DETROIT – Heart valve replacement is a common procedure in the U.S., and performing the procedure through a catheter is a new and growing procedure. However, once placed, the new valve can’t be moved if there is a problem, such as blood leakage.

Henry Ford Hospital is the first in the U.S. to implant an artificial aortic heart valve delivered via a catheter that can be moved before it is permanently implanted to achieve optimal results, as part of a new investigational study.

“It is a major advance to be able to reposition a new heart valve when working through a catheter,” says William O’Neill, M.D., medical director of the Center for Structural Heart Disease at Henry Ford Hospital. “This device is also able to be delivered through narrower blood vessels, which will allow us to help more patients.

“Earlier versions of replacement heart valves cannot be repositioned once they have been implanted,” says Dr. O’Neill. “With the new valve, if there is a problem with placement, if it’s not precisely in place, we can now make that adjustment for a perfect fit.”

According to the American Heart Association, about five million Americans are diagnosed annually with heart valve disease, and nearly 1.5 million have aortic stenosis, a narrowing or hardening of the aortic valve caused by calcium build-up.

Aortic stenosis can cause severe shortness of breath, extreme fatigue, chest pain and fainting. Many people have difficulty walking for daily activities.

Seventy-seven-year old Martha Alexander of Livonia was a three-time cancer survivor, but she felt tired all the time, due to aortic stenosis. She was too frail for open-heart surgery, but a good candidate for the new replacement heart valve.

Nearly 290,000 elderly patients with severe aortic stenosis, or narrowing of the aortic heart valve, are candidates for transcatheter aortic valve replacement (TAVR). And approximately 27,000 patients become eligible for the procedure every year, according to a recent study in the Journal of the American College of Cardiology.

TAVR is a minimally invasive procedure for patients with severe narrowing of the aortic heart valve who cannot undergo open-heart surgery. Before the availability of this life-saving technique, these patients had few treatment options.
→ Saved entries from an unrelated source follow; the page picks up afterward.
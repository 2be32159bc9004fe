// SPDX-License-Identifier: BUSL-1.1
// Copyright (c) 2026 Alfred Jean LLC

use super::*;
use crate::cleanup::FakeCleanup;
use crate::validate::FakeValidator;
use std::sync::Mutex;
use tracing_subscriber::fmt::MakeWriter;

/// A writer that captures log output for testing
#[derive(Clone, Default)]
struct CapturedLogs {
    logs: Arc<Mutex<Vec<u8>>>,
}

impl CapturedLogs {
    fn contents(&self) -> String {
        let logs = self.logs.lock().unwrap();
        String::from_utf8_lossy(&logs).to_string()
    }
}

impl std::io::Write for CapturedLogs {
    fn write(&mut self, buf: &[u8]) -> std::io::Result<usize> {
        self.logs.lock().unwrap().extend_from_slice(buf);
        Ok(buf.len())
    }

    fn flush(&mut self) -> std::io::Result<()> {
        Ok(())
    }
}

impl<'a> MakeWriter<'a> for CapturedLogs {
    type Writer = CapturedLogs;

    fn make_writer(&'a self) -> Self::Writer {
        self.clone()
    }
}

/// Run a closure with captured tracing output
fn with_tracing<R>(f: impl FnOnce() -> R) -> (String, R) {
    let logs = CapturedLogs::default();

    let subscriber = tracing_subscriber::fmt()
        .with_max_level(tracing::Level::TRACE)
        .with_writer(logs.clone())
        .with_ansi(false)
        .without_time()
        .finish();

    let result = tracing::subscriber::with_default(subscriber, f);
    (logs.contents(), result)
}

#[test]
fn traced_validator_delegates_verdict() {
    let fake = FakeValidator::new();
    fake.reject("7");
    let traced = TracedValidator::new("canvas", Arc::new(fake.clone()) as Arc<dyn Validator<u32>>);

    assert!(traced.validate(&6));
    assert!(!traced.validate(&7));
    assert_eq!(fake.calls().len(), 2);
    assert_eq!(traced.name(), "fake");
}

#[test]
fn traced_validator_logs_span_and_rejection() {
    let (logs, accepted) = with_tracing(|| {
        let fake = FakeValidator::new();
        fake.reject("\"bad\"");
        let traced =
            TracedValidator::new("canvas", Arc::new(fake) as Arc<dyn Validator<&str>>);
        traced.validate(&"bad")
    });

    assert!(!accepted);
    assert!(logs.contains("hook.validate"), "Should log span name. Logs:\n{}", logs);
    assert!(logs.contains("canvas"), "Should log slot. Logs:\n{}", logs);
    assert!(logs.contains("rejected"), "Should log verdict. Logs:\n{}", logs);
}

#[test]
fn traced_cleanup_passes_errors_through() {
    let (logs, result) = with_tracing(|| {
        let fake = FakeCleanup::new();
        fake.fail_on("3");
        let traced = TracedCleanup::new("scene", Arc::new(fake) as Arc<dyn Cleanup<u32>>);
        traced.cleanup(&3)
    });

    let err = result.unwrap_err();
    assert!(err.to_string().contains("fake cleanup refused 3"), "got: {}", err);
    assert!(logs.contains("hook.cleanup"), "Should log span name. Logs:\n{}", logs);
    assert!(logs.contains("release failed"), "Should log failure. Logs:\n{}", logs);
}

#[test]
fn traced_cleanup_logs_release() {
    let (logs, result) = with_tracing(|| {
        let traced = TracedCleanup::new(
            "scene",
            Arc::new(FakeCleanup::new()) as Arc<dyn Cleanup<u32>>,
        );
        traced.cleanup(&1)
    });

    assert!(result.is_ok());
    assert!(logs.contains("released"), "Logs:\n{}", logs);
}
// SPDX-License-Identifier: BUSL-1.1
// Copyright (c) 2026 Alfred Jean LLC

//! One operation queue per slot name, created on first reference

use crate::queue::OperationQueue;
use std::collections::{BTreeMap, HashMap};
use std::sync::{Mutex, MutexGuard};
use tether_core::{Clock, EventBus, IdGen, QueueError, QueueStats};

struct Queues<T, C, I> {
    by_name: HashMap<String, OperationQueue<T, C, I>>,
    closed: bool,
}

/// Name-keyed owner of [`OperationQueue`]s
///
/// Queues share the registry's clock, id generator and event bus but no
/// other state, so work on different names never waits on each other.
pub struct QueueRegistry<T, C, I> {
    clock: C,
    id_gen: I,
    events: EventBus,
    queues: Mutex<Queues<T, C, I>>,
}

impl<T, C, I> QueueRegistry<T, C, I>
where
    T: Send + 'static,
    C: Clock,
    I: IdGen,
{
    pub fn new(clock: C, id_gen: I, events: EventBus) -> Self {
        Self {
            clock,
            id_gen,
            events,
            queues: Mutex::new(Queues {
                by_name: HashMap::new(),
                closed: false,
            }),
        }
    }

    fn lock(&self) -> MutexGuard<'_, Queues<T, C, I>> {
        self.queues.lock().unwrap_or_else(|e| e.into_inner())
    }

    /// Queue for `name`, creating it if this is the first reference
    pub fn queue(&self, name: &str) -> Result<OperationQueue<T, C, I>, QueueError> {
        let mut queues = self.lock();
        if queues.closed {
            return Err(QueueError::Closed {
                slot: name.to_string(),
            });
        }
        let queue = queues.by_name.entry(name.to_string()).or_insert_with(|| {
            tracing::debug!(slot = name, "created queue");
            OperationQueue::new(
                name,
                self.clock.clone(),
                self.id_gen.clone(),
                self.events.clone(),
            )
        });
        Ok(queue.clone())
    }

    /// Existing queue for `name`, without creating one
    pub fn get(&self, name: &str) -> Option<OperationQueue<T, C, I>> {
        self.lock().by_name.get(name).cloned()
    }

    /// Cancel pending work on one name; unknown names have nothing to cancel
    pub fn cancel_all(&self, name: &str) -> usize {
        self.get(name).map_or(0, |queue| queue.cancel_all())
    }

    /// Close every queue and forget them, resetting their statistics
    ///
    /// The registry refuses new queues afterwards. Returns the number of
    /// pending items that were cancelled.
    pub fn shutdown_all(&self) -> usize {
        let drained: Vec<_> = {
            let mut queues = self.lock();
            queues.closed = true;
            queues.by_name.drain().map(|(_, queue)| queue).collect()
        };
        let cancelled: usize = drained.iter().map(OperationQueue::shutdown).sum();
        tracing::info!(queues = drained.len(), cancelled, "queue registry shut down");
        cancelled
    }

    pub fn is_closed(&self) -> bool {
        self.lock().closed
    }

    pub fn names(&self) -> Vec<String> {
        let mut names: Vec<_> = self.lock().by_name.keys().cloned().collect();
        names.sort();
        names
    }

    pub fn stats_for(&self, name: &str) -> Option<QueueStats> {
        self.get(name).map(|queue| queue.stats())
    }

    /// Per-name statistics for every queue created so far
    pub fn stats(&self) -> BTreeMap<String, QueueStats> {
        let queues: Vec<_> = self.lock().by_name.values().cloned().collect();
        queues
            .into_iter()
            .map(|queue| (queue.slot().to_string(), queue.stats()))
            .collect()
    }

    /// All names folded into one snapshot
    pub fn aggregate(&self) -> QueueStats {
        self.stats()
            .values()
            .fold(QueueStats::default(), |mut total, stats| {
                total.merge(stats);
                total
            })
    }
}

#[cfg(test)]
#[path = "queue_registry_tests.rs"]
mod tests;
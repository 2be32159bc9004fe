// SPDX-License-Identifier: BUSL-1.1
// Copyright (c) 2026 Alfred Jean LLC

//! Where a queue finds the target for an operation when it starts

/// Looked up at the start of every attempt, never at enqueue time
pub trait TargetSource<T>: Send + Sync {
    fn current(&self) -> Option<T>;
}

impl<T, F> TargetSource<T> for F
where
    F: Fn() -> Option<T> + Send + Sync,
{
    fn current(&self) -> Option<T> {
        self()
    }
}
During the procedure, doctors thread a catheter with the replacement valve through a blood vessel in the leg to the heart’s failing aortic valve, and replace it with the new artificial valve.

Unlike previous metal-frame TAVR devices, the new Direct Flow Medical Transcatheter Aortic Valve System being studied uses a polymer frame, which is expanded using pressurized saline and contrast dye for placement, assessment and unlimited repositioning. Once optimally positioned, the saline/dye solution is replaced with a quick-curing polymer that solidifies and holds the valve in place. A conformable-ring valve creates a tight seal, virtually eliminating the risk of blood leakage. The valve can be repositioned or retrieved until the polymer has been added.

Only six hospitals in the U.S. are participating in the study of the new device, which is not yet approved for use in the U.S. outside of this clinical trial.

Alexander, grandmother of 11 and great-grandmother of one, is looking forward to returning to crocheting and needlework. Her doctors are monitoring the extent to which her energy levels return.